#### Extracted material ####
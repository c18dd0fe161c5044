use super::client::FieldSchema;
use crate::error::{ForgeError, Result};
use std::collections::BTreeMap;

pub const EPIC_LINK_FIELD: &str = "Epic Link";
pub const ACCEPTANCE_CRITERIA_FIELD: &str = "Acceptance Criteria";

/// Lower-case an issue type name and fold the `storie` spelling into `story`.
pub fn normalize_issue_type(name: &str) -> String {
    let lower = name.trim().to_lowercase();
    if lower == "storie" {
        "story".to_string()
    } else {
        lower
    }
}

// ---------------------------------------------------------------------------
// IssueTypeFields
// ---------------------------------------------------------------------------

#[derive(Debug, Clone, Default, PartialEq, Eq)]
pub struct IssueTypeFields {
    pub id: String,
    /// Field id (`customfield_10014`, ...) to schema.
    pub fields: BTreeMap<String, FieldSchema>,
}

impl IssueTypeFields {
    pub fn new(id: impl Into<String>, fields: BTreeMap<String, FieldSchema>) -> Self {
        Self {
            id: id.into(),
            fields,
        }
    }

    /// Id of the field whose display name is exactly `name`.
    pub fn field_id_named(&self, name: &str) -> Option<&str> {
        self.fields
            .iter()
            .find(|(_, schema)| schema.name == name)
            .map(|(id, _)| id.as_str())
    }
}

// ---------------------------------------------------------------------------
// ProjectFieldMap
// ---------------------------------------------------------------------------

/// Issue types of one project, keyed by lower-cased name. Built fresh for
/// every issue creation.
#[derive(Debug, Clone, Default, PartialEq, Eq)]
pub struct ProjectFieldMap {
    types: BTreeMap<String, IssueTypeFields>,
}

impl ProjectFieldMap {
    pub fn new() -> Self {
        Self::default()
    }

    pub fn insert(&mut self, issue_type_name: &str, fields: IssueTypeFields) {
        self.types.insert(issue_type_name.to_lowercase(), fields);
    }

    pub fn names(&self) -> Vec<String> {
        self.types.keys().cloned().collect()
    }

    pub fn is_empty(&self) -> bool {
        self.types.is_empty()
    }

    pub fn resolve(&self, requested: &str) -> Result<&IssueTypeFields> {
        self.types
            .get(&normalize_issue_type(requested))
            .ok_or_else(|| ForgeError::UnknownIssueType {
                requested: requested.to_string(),
                available: self.names(),
            })
    }
}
####
§ How to complete this task
Line by line, retype the data exactly as written.

§ The completed task
repository c18dd0fe161c5044
use super::client::FieldSchema;
use crate::error::{ForgeError, Result};
use std::collections::BTreeMap;

pub const EPIC_LINK_FIELD: &str = "Epic Link";
pub const ACCEPTANCE_CRITERIA_FIELD: &str = "Acceptance Criteria";

/// Lower-case an issue type name and fold the `storie` spelling into `story`.
pub fn normalize_issue_type(name: &str) -> String {
    let lower = name.trim().to_lowercase();
    if lower == "storie" {
        "story".to_string()
    } else {
        lower
    }
}

// ---------------------------------------------------------------------------
// IssueTypeFields
// ---------------------------------------------------------------------------

#[derive(Debug, Clone, Default, PartialEq, Eq)]
pub struct IssueTypeFields {
    pub id: String,
    /// Field id (`customfield_10014`, ...) to schema.
    pub fields: BTreeMap<String, FieldSchema>,
}

impl IssueTypeFields {
    pub fn new(id: impl Into<String>, fields: BTreeMap<String, FieldSchema>) -> Self {
        Self {
            id: id.into(),
            fields,
        }
    }

    /// Id of the field whose display name is exactly `name`.
    pub fn field_id_named(&self, name: &str) -> Option<&str> {
        self.fields
            .iter()
            .find(|(_, schema)| schema.name == name)
            .map(|(id, _)| id.as_str())
    }
}

// ---------------------------------------------------------------------------
// ProjectFieldMap
// ---------------------------------------------------------------------------

/// Issue types of one project, keyed by lower-cased name. Built fresh for
/// every issue creation.
#[derive(Debug, Clone, Default, PartialEq, Eq)]
pub struct ProjectFieldMap {
    types: BTreeMap<String, IssueTypeFields>,
}

impl ProjectFieldMap {
    pub fn new() -> Self {
        Self::default()
    }

    pub fn insert(&mut self, issue_type_name: &str, fields: IssueTypeFields) {
        self.types.insert(issue_type_name.to_lowercase(), fields);
    }

    pub fn names(&self) -> Vec<String> {
        self.types.keys().cloned().collect()
    }

    pub fn is_empty(&self) -> bool {
        self.types.is_empty()
    }

    pub fn resolve(&self, requested: &str) -> Result<&IssueTypeFields> {
        self.types
            .get(&normalize_issue_type(requested))
            .ok_or_else(|| ForgeError::UnknownIssueType {
                requested: requested.to_string(),
                available: self.names(),
            })
    }
}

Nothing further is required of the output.